I really don't know how to proceed. Any guidance would be appreciated. Thanks.

Jim Ricks


----------



## cotraveller (Jul 9, 2009)

Unless the owner of the account can book a reservation for you, which assumes the account is in good standing and will remain that way until the stay is complete, I would suggest that the best way for you to proceed would be to place a huge *STOP* sign in your path.


----------



## ScoopKona (Jul 9, 2009)

Test it by booking a week in the summer (any week) at their Depoe Bay resort in Oregon.

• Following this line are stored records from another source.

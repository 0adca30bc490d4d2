use std::path::Path;
use std::sync::Arc;

use tracing::{debug, instrument};

use crate::application::error::{ApplicationError, ApplicationResult};
use crate::application::{ClothingStore, OutfitStore};
use crate::config::Settings;
use crate::domain::repositories::storage::CollectionStorage;
use crate::domain::vocabulary::VocabularyOverrides;
use crate::infrastructure::storage::JsonFileStorage;

/// Composition root: owns both stores for the lifetime of the process.
///
/// Consumers receive the stores from here; there is no global lookup.
pub struct ServiceContainer {
    pub storage: Arc<dyn CollectionStorage>,
    pub clothing_store: Arc<ClothingStore>,
    pub outfit_store: Arc<OutfitStore>,
}

impl ServiceContainer {
    /// Build the stores on JSON files in the configured data directory
    #[instrument(level = "debug")]
    pub async fn new(config: &Settings) -> ApplicationResult<Self> {
        let overrides = match &config.vocabulary_file {
            Some(path) => Self::read_vocabulary(path)?,
            None => VocabularyOverrides::default(),
        };
        let storage: Arc<dyn CollectionStorage> =
            Arc::new(JsonFileStorage::new(config.data_dir.clone()));
        Self::with_storage(storage, &overrides).await
    }

    /// Build the stores on any storage backend
    pub async fn with_storage(
        storage: Arc<dyn CollectionStorage>,
        overrides: &VocabularyOverrides,
    ) -> ApplicationResult<Self> {
        let clothing_vocabulary = Arc::new(overrides.clothing_vocabulary()?);
        let outfit_vocabulary = Arc::new(overrides.outfit_vocabulary()?);

        let clothing_store = Arc::new(
            ClothingStore::load(storage.clone(), clothing_vocabulary)
                .await
                .map_err(|e| e.context("Failed to load clothing"))?,
        );
        let outfit_store = Arc::new(
            OutfitStore::load(storage.clone(), outfit_vocabulary)
                .await
                .map_err(|e| e.context("Failed to load outfits"))?,
        );

        Ok(Self {
            storage,
            clothing_store,
            outfit_store,
        })
    }

    fn read_vocabulary(path: &Path) -> ApplicationResult<VocabularyOverrides> {
        debug!("Reading vocabulary from {:?}", path);
        let text = std::fs::read_to_string(path).map_err(|e| {
            ApplicationError::Other(format!(
                "Failed to read vocabulary file {}: {}",
                path.display(),
                e
            ))
        })?;
        Ok(VocabularyOverrides::from_toml(&text)?)
    }
}

impl std::fmt::Debug for ServiceContainer {
    fn fmt(&self, f: &mut std::fmt::Formatter<'_>) -> std::fmt::Result {
        f.debug_struct("ServiceContainer")
            .field("storage", &self.storage)
            .field("clothing_store", &"Arc<ClothingStore>")
            .field("outfit_store", &"Arc<OutfitStore>")
            .finish()
    }
}
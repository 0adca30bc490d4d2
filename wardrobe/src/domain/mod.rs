pub mod draft;
pub mod entity;
pub mod error;
pub mod facet;
pub mod query;
pub mod repositories;
pub mod tags;
pub mod vocabulary;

Since I don't want you to be inconvenienced, just put my name on the exchange. (I'll PM you my personal info.)

Thanks!  


PS -- Sorry, I don't have much info for you on guest certs. -- perhaps you should PM ecwinch? Worldmark has some really nice resorts, though. (And I really AM dying to go to Depoe Bay for whale watching.) If nothing else, book something and hope for the best. What's the worst that can happen?


----------



## LLW (Jul 9, 2009)

Passepartout said:


> ...What to do? DW is a bankruptcy attorney, her client will be getting out of the Worldmark obligation ($12,000+-) and are not in a position to use these banked points. We can have 'em if we want 'em.
> 
> First, I know virtually nothing about the Worldmark system. We have RCI Points and another mini-system. I have the owner's account number. Can I just call WM and say I'm him and book week(s)? Do I need a guest cert? When his ownership ends (likely in default) will booked weeks be canceled?
> 
> ...




If he is behind on either MF or contract payments, even though he may have the banked points, he can NOT book a reservation with those points. If he is not in default now, but will be before the booked stays, when he goes into default, any bookings will be cancelled.

In WM, you don't need guest certificates, but they will only take guest names from the owner, anytime between the booking and the stay. If the owner is not around, and the guest can't go, nobody else can, if the _owner _does not call. When somebody calls, they will ask identifying questions to ensure that you are the owner. Many accounts are also password-controlled.

The only way you can use the points is if you use them (consume the travel) before he goes past due on any payments.

However, if he is not past due yet, he can rent the currently awarded points (what he has for last and this year, not borrowing from next year) out and the little bit of money may help make a payment or 2, if he needs to buy some time.


----------



## Passepartout (Jul 9, 2009)

Thanks for the explanation, LLW. I had a feeling this was the case. We will ask the client if he is in default, and if not to book something wiki wiki, however it's likely that it's too late. 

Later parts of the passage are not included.